Unreal Tournament (Dreamcast) – Review

In recent years, the PC platform has been deluged with an infinite number of first-person shooters. As the market for single-player games in this genre became saturated, the developers of these games decided to expand the side options of multiplayer deathmatching and make entire games out of them. The Dreamcast, however, had not been blessed with this genre of games until the release of Quake III Arena (Q3A) many months ago. That conversion was an excellent title, no doubt, but it fell short in many ways. Compared to the numerous play modes and 32-player deathmatches on the PC version, the limit of four players per match left something to be desired. Now that its PC rival, Unreal Tournament, has finally arrived for the Dreamcast, will it eclipse the id shooter?

Unreal Tournamentis a game focused entirely on multiplayer FPS competition, with no plot to be found. The game features three play modes: Deathmatch, Capture The Flag, and Domination. Deathmatch is simple to play: anything that moves is your enemy, and whoever kills the most players wins. In Capture The Flag, two teams compete to capture each others flags and return them to their respective bases. In Domination, two teams try to control three special points. For each five-second interval that one of these locations stays under a teams control, a point is added to that teams score. The single player game consists of working through the Tournament ladder, by which you can unlock levels to play in Practice Mode, customized to your liking. Practice offers you split-screen play, the ability to play Deathmatch in teams, and a variety of interesting mutators, or modifications. Instagib, for example, removes all weapons and power-ups from the board, and hands every player a mutated shock rifle that kills anything it hits. Low Gravity allows players to jump high into the air and slowly glide down. Although not all of the mutators are direct hits, they certainly add a lot of variety to the game.

The games ten weapons are excellently balanced. Unlike Q3A, your default weapon is strong enough to rack up many kills against opponents armed with more powerful explosives and machine guns. Each weapon has two functions. For instance, a Flak Cannon can shoot out volleys of metal shards or explosive grenades that detonate on impact. A Shock Rifle can fire a quick blast or a ball of energy that can be exploded by hitting it with the primary function blast, and so on.

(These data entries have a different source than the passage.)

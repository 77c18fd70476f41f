use std::collections::BTreeSet;
use std::sync::{Arc, Mutex, MutexGuard, PoisonError};

use serde::Serialize;
use serde_json::Value;
use tracing::{debug, info, warn};

use super::collaborators::{DistanceProvider, ExtractionError, ListingExtractor, ListingSource};
use super::domain::{Listing, ListingId};
use super::import::{ImportRow, ImportSummary};
use super::query::ListingQuery;
use super::reconcile::{FieldIssue, ListingDraft, ListingField, ListingPatch, PatchError};
use super::repository::{ListingRepository, RepositoryError};
use super::scoring::{ScoringEngine, WeightConfig};
use super::settings::{SettingsError, SettingsStore, WeightConfigHolder};
use super::spiel::{MemorySpiel, SpielError, SpielStore};

/// Result of a create or update: the stored, rescored listing plus what the
/// merge did.
#[derive(Debug, Clone, PartialEq, Serialize)]
pub struct ListingUpdate {
    pub listing: Listing,
    pub changed: BTreeSet<ListingField>,
    pub issues: Vec<FieldIssue>,
}

/// Service composing the listing store, weight configuration, the saved
/// spiel, and the distance and extraction collaborators.
///
/// Every mutation runs validate, merge, derive, score, persist in that order
/// while holding the writer lock, so no caller observes a half-applied update.
pub struct ListingService<R, S> {
    repository: Arc<R>,
    weights: WeightConfigHolder<S>,
    distances: Arc<dyn DistanceProvider>,
    extractor: Option<Arc<dyn ListingExtractor>>,
    spiel: Arc<dyn SpielStore>,
    writer: Mutex<()>,
}

impl<R, S> ListingService<R, S>
where
    R: ListingRepository + 'static,
    S: SettingsStore + 'static,
{
    pub fn new(
        repository: Arc<R>,
        weights: WeightConfigHolder<S>,
        distances: Arc<dyn DistanceProvider>,
    ) -> Self {
        Self {
            repository,
            weights,
            distances,
            extractor: None,
            spiel: Arc::new(MemorySpiel::default()),
            writer: Mutex::new(()),
        }
    }

    pub fn with_extractor(mut self, extractor: Arc<dyn ListingExtractor>) -> Self {
        self.extractor = Some(extractor);
        self
    }

    pub fn with_spiel_store(mut self, spiel: Arc<dyn SpielStore>) -> Self {
        self.spiel = spiel;
        self
    }

    fn lock(&self) -> MutexGuard<'_, ()> {
        self.writer.lock().unwrap_or_else(PoisonError::into_inner)
    }

    /// Create a listing from a field payload and rescore the collection.
    pub fn create(&self, draft: ListingDraft) -> Result<ListingUpdate, ListingServiceError> {
        let _writer = self.lock();
        let config = self.weights.current();

        let mut update = self.insert_draft(&draft, &config)?;
        let rescored = match self.rescore_all(&config) {
            Ok(rescored) => rescored,
            Err(error) => {
                self.discard(&[update.listing.id]);
                return Err(error.into());
            }
        };
        if let Some(listing) = find_listing(rescored, update.listing.id) {
            update.listing = listing;
        }

        info!(
            listing_id = %update.listing.id,
            issues = update.issues.len(),
            "listing created"
        );
        Ok(update)
    }

    /// Run the configured extractor over `source` and create a listing from
    /// the attributes it found.
    pub fn create_from_source(
        &self,
        source: &ListingSource,
    ) -> Result<ListingUpdate, ListingServiceError> {
        let extractor = self
            .extractor
            .as_ref()
            .ok_or(ListingServiceError::ExtractorUnavailable)?;
        let raw = extractor.extract(source)?;

        let mut draft = raw.into_draft();
        if !draft.fields().contains_key("url") {
            if let Some(url) = source.url() {
                draft.set("url", Value::String(url.to_string()));
            }
        }
        self.create(draft)
    }

    pub fn get(&self, id: ListingId) -> Result<Listing, ListingServiceError> {
        self.repository
            .fetch(id)?
            .ok_or(ListingServiceError::NotFound(id))
    }

    /// Ranked view. Scores are recomputed against the visible set and are not
    /// persisted.
    pub fn list(&self, query: &ListingQuery) -> Result<Vec<Listing>, ListingServiceError> {
        let mut visible: Vec<Listing> = self
            .repository
            .list()?
            .into_iter()
            .filter(|listing| query.group.matches(listing))
            .collect();

        ScoringEngine::new(&self.weights.current()).apply(&mut visible);
        query.order(&mut visible);
        Ok(visible)
    }

    /// Merge a partial update into the stored listing.
    pub fn update(&self, patch: ListingPatch) -> Result<ListingUpdate, ListingServiceError> {
        let _writer = self.lock();
        let id = patch.id();
        let current = self
            .repository
            .fetch(id)?
            .ok_or(ListingServiceError::NotFound(id))?;

        let outcome = patch.apply(&current);
        let mut listing = outcome.listing;

        if outcome.changed.is_empty() {
            debug!(
                listing_id = %id,
                issues = outcome.issues.len(),
                "update left listing unchanged"
            );
            return Ok(ListingUpdate {
                listing,
                changed: outcome.changed,
                issues: outcome.issues,
            });
        }

        let config = self.weights.current();
        if outcome.changed.contains(&ListingField::Address) {
            listing.distance = self.lookup_distance(&listing.address, config.reference_address());
        }

        self.repository.update(listing).map_err(|error| match error {
            RepositoryError::NotFound => ListingServiceError::NotFound(id),
            other => other.into(),
        })?;

        let rescored = match self.rescore_all(&config) {
            Ok(rescored) => rescored,
            Err(error) => {
                if let Err(restore) = self.repository.update(current) {
                    warn!(
                        listing_id = %id,
                        error = %restore,
                        "previous listing could not be restored"
                    );
                }
                return Err(error.into());
            }
        };
        let listing = find_listing(rescored, id).ok_or(ListingServiceError::NotFound(id))?;

        let changed: Vec<&str> = outcome.changed.iter().map(|field| field.key()).collect();
        info!(
            listing_id = %id,
            changed = ?changed,
            issues = outcome.issues.len(),
            "listing updated"
        );

        Ok(ListingUpdate {
            listing,
            changed: outcome.changed,
            issues: outcome.issues,
        })
    }

    pub fn set_contacted(
        &self,
        id: ListingId,
        selected: bool,
    ) -> Result<ListingUpdate, ListingServiceError> {
        self.update(ListingPatch::single(id, "contacted", Value::Bool(selected)))
    }

    pub fn set_applied(
        &self,
        id: ListingId,
        selected: bool,
    ) -> Result<ListingUpdate, ListingServiceError> {
        self.update(ListingPatch::single(id, "applied", Value::Bool(selected)))
    }

    pub fn set_group(
        &self,
        id: ListingId,
        group: Value,
    ) -> Result<ListingUpdate, ListingServiceError> {
        self.update(ListingPatch::single(id, "group", group))
    }

    pub fn set_comments(
        &self,
        id: ListingId,
        comments: Value,
    ) -> Result<ListingUpdate, ListingServiceError> {
        self.update(ListingPatch::single(id, "comments", comments))
    }

    /// Remove a listing. The survivors are scored before anything is
    /// removed, so a store that cannot be read leaves the collection intact.
    pub fn delete(&self, id: ListingId) -> Result<(), ListingServiceError> {
        let _writer = self.lock();
        let mut remaining = self.repository.list()?;
        let before = remaining.len();
        remaining.retain(|listing| listing.id != id);
        if remaining.len() == before {
            return Err(ListingServiceError::NotFound(id));
        }
        ScoringEngine::new(&self.weights.current()).apply(&mut remaining);

        if !self.repository.delete(id)? {
            return Err(ListingServiceError::NotFound(id));
        }
        if let Err(error) = self.repository.update_many(remaining) {
            warn!(
                listing_id = %id,
                error = %error,
                "remaining listings kept their previous scores"
            );
        }

        info!(listing_id = %id, "listing deleted");
        Ok(())
    }

    pub fn settings(&self) -> WeightConfig {
        self.weights.current()
    }

    /// Activate a new weight configuration and rescore every stored listing.
    /// Distances are refreshed when the reference address moved.
    ///
    /// The rescored set is computed before the configuration is swapped, and
    /// the previous configuration comes back if the listings cannot be saved.
    pub fn update_settings(
        &self,
        config: WeightConfig,
    ) -> Result<WeightConfig, ListingServiceError> {
        let _writer = self.lock();
        let active = self.weights.current();

        let mut listings = self.repository.list()?;
        let reference_moved = active.reference_address() != config.reference_address();
        if reference_moved {
            for listing in &mut listings {
                listing.distance =
                    self.lookup_distance(&listing.address, config.reference_address());
            }
        }

        ScoringEngine::new(&config).apply(&mut listings);
        let count = listings.len();

        let previous = self.weights.replace(config.clone())?;
        if let Err(error) = self.repository.update_many(listings) {
            if let Err(restore) = self.weights.replace(previous) {
                warn!(error = %restore, "previous weight configuration could not be restored");
            }
            return Err(error.into());
        }

        info!(rescored = count, reference_moved, "weight configuration replaced");
        Ok(config)
    }

    /// The saved application spiel, empty until one is saved.
    pub fn spiel(&self) -> Result<String, ListingServiceError> {
        Ok(self.spiel.get()?.unwrap_or_default())
    }

    pub fn save_spiel(&self, spiel: &str) -> Result<(), ListingServiceError> {
        self.spiel.set(spiel)?;
        info!(chars = spiel.chars().count(), "application spiel saved");
        Ok(())
    }

    /// Create every importable row, skipping addresses already tracked.
    /// Store failures abort the import and discard the rows it already created;
    /// row-level problems are collected.
    pub fn import(&self, rows: Vec<ImportRow>) -> Result<ImportSummary, ListingServiceError> {
        let _writer = self.lock();
        let config = self.weights.current();
        let mut summary = ImportSummary::default();
        let mut created = Vec::new();

        for row in rows {
            match self.insert_draft(&row.draft, &config) {
                Ok(update) => {
                    summary.created += 1;
                    created.push(update.listing.id);
                    summary
                        .issues
                        .extend(update.issues.into_iter().map(|issue| row.issue(issue)));
                }
                Err(error @ ListingServiceError::DuplicateAddress(_)) => {
                    summary.duplicates += 1;
                    summary.issues.push(row.rejection(&error));
                }
                Err(error @ ListingServiceError::Validation(_)) => {
                    summary.rejected_rows += 1;
                    summary.issues.push(row.rejection(&error));
                }
                Err(other) => {
                    self.discard(&created);
                    return Err(other);
                }
            }
        }

        if summary.created > 0 {
            if let Err(error) = self.rescore_all(&config) {
                self.discard(&created);
                return Err(error.into());
            }
        }

        info!(
            created = summary.created,
            duplicates = summary.duplicates,
            rejected = summary.rejected_rows,
            "listing import finished"
        );
        Ok(summary)
    }

    fn insert_draft(
        &self,
        draft: &ListingDraft,
        config: &WeightConfig,
    ) -> Result<ListingUpdate, ListingServiceError> {
        let outcome = draft.build()?;
        let mut listing = outcome.listing;

        let key = listing.address_key();
        if self
            .repository
            .list()?
            .iter()
            .any(|existing| existing.address_key() == key)
        {
            return Err(ListingServiceError::DuplicateAddress(listing.address));
        }

        listing.distance = self.lookup_distance(&listing.address, config.reference_address());
        let stored = self.repository.insert(listing)?;

        Ok(ListingUpdate {
            listing: stored,
            changed: outcome.changed,
            issues: outcome.issues,
        })
    }

    fn rescore_all(&self, config: &WeightConfig) -> Result<Vec<Listing>, RepositoryError> {
        let mut listings = self.repository.list()?;
        ScoringEngine::new(config).apply(&mut listings);
        self.repository.update_many(listings.clone())?;
        Ok(listings)
    }

    /// Remove listings inserted by an operation that went on to fail.
    fn discard(&self, ids: &[ListingId]) {
        for &id in ids {
            if let Err(error) = self.repository.delete(id) {
                warn!(
                    listing_id = %id,
                    error = %error,
                    "could not discard listing after failed write"
                );
            }
        }
    }

    /// Distance lookups never fail an operation; the criterion is simply
    /// treated as missing.
    fn lookup_distance(&self, address: &str, reference: &str) -> Option<f64> {
        if reference.trim().is_empty() {
            return None;
        }

        match self.distances.distance(address, reference) {
            Ok(distance) if distance.is_finite() && distance >= 0.0 => Some(distance),
            Ok(distance) => {
                warn!(address, distance, "distance provider returned an invalid value");
                None
            }
            Err(error) => {
                warn!(address, error = %error, "distance lookup failed");
                None
            }
        }
    }
}

fn find_listing(listings: Vec<Listing>, id: ListingId) -> Option<Listing> {
    listings.into_iter().find(|listing| listing.id == id)
}

/// Error raised by the listing service.
#[derive(Debug, thiserror::Error)]
pub enum ListingServiceError {
    #[error(transparent)]
    Validation(#[from] PatchError),
    #[error("a listing for '{0}' already exists")]
    DuplicateAddress(String),
    #[error("listing {0} not found")]
    NotFound(ListingId),
    #[error(transparent)]
    Repository(#[from] RepositoryError),
    #[error(transparent)]
    Settings(#[from] SettingsError),
    #[error(transparent)]
    Extraction(#[from] ExtractionError),
    #[error("no listing extractor is configured")]
    ExtractorUnavailable,
    #[error(transparent)]
    Spiel(#[from] SpielError),
}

The computer AI is intelligent and skilled, although ordering them around during a team game can get clumsy when you have to pause the game to give them orders.

The heated combat of Unreal Tournament takes a long time to get old, and the diversity of its levels, modes, weapons, and mutators helps the longevity considerably. Fiddling around with the mutators adds a lot of replay value, and the grand total of 69 levels means experimenting will take a while. The levels are, with one or two minor exceptions, perfectly scaled to their player limit, and two-thirds of them can handle six or more players.

Graphically, Unreal Tournament doesn't reach the amazing level of Q3A, but it holds its own very nicely. The frame rates are for the most part solid, although playing in split-screen slows it down considerably. The sound is excellent as well, featuring lots of trash-talk and some radio communication, not to mention some nice techno music.

I really like this game, but it all boils down to two issues. The first is the issue for any console FPS: control. Unreal Tournament was originally designed to be played on a mouse and keyboard, so of course the Sega mouse and keyboard provide an unparalleled level of control and accuracy. What really hurts is that this game is almost unplayable with the Dreamcast controller. It simply doesn't have enough buttons or the right kind of control stick to handle this game, and no amount of auto-aim can change that. Whats more, two of the measly three control settings use Goldeneye-style movement, which is awful for high-speed deathmatching. With this kind of pitiful control, in addition to the fact that the keyboard and mouse take up two controller ports, the split-screen modes are almost worthless.

What should make up for the lack of good split-screen modes is the online play. Admittedly, Unreal Tournament's online mode has less lag and more capabilities than Q3A, but it still has that nasty, split-second weapon stall that throws off almost all of the guns. Thanks to this, all of the non-explosive weapons are just about useless. The team-play modes are interesting. After all, when other people are counting on you to deliver, the tension is electric. Unfortunately, the game forces players to choose their color before entering a game. The servers have no auto-balance, no way to switch teams in the midst of a game, and the internet interface doesn't show which team is outnumbered. Thanks to this huge flaw, four out of five team-play games you enter will feature lopsided teams of 4-2, 5-3, and even 6-1! Needless to say, this isn't very fun. A good match of CTF can be enjoyable, especially with precision-heavy mods like Instagib on, but after a while, its a waste of time going from server to server, endlessly looking for balanced teams. As for the deathmatches, for some reason, they lack that special something that Q3A brought to the table in terms of visceral online competition.

Even with these problems, Unreal Tournament is a shot of adrenaline burned onto a disc, while it lasts. What is regrettable is that the online experience is watered down and screwed up, and there is little to no use in the split-screen mode. How much you enjoy Unreal Tournament will be directly proportional to how much you enjoy playing bots with a mouse and keyboard, by yourself. Rating: 8 out of 10.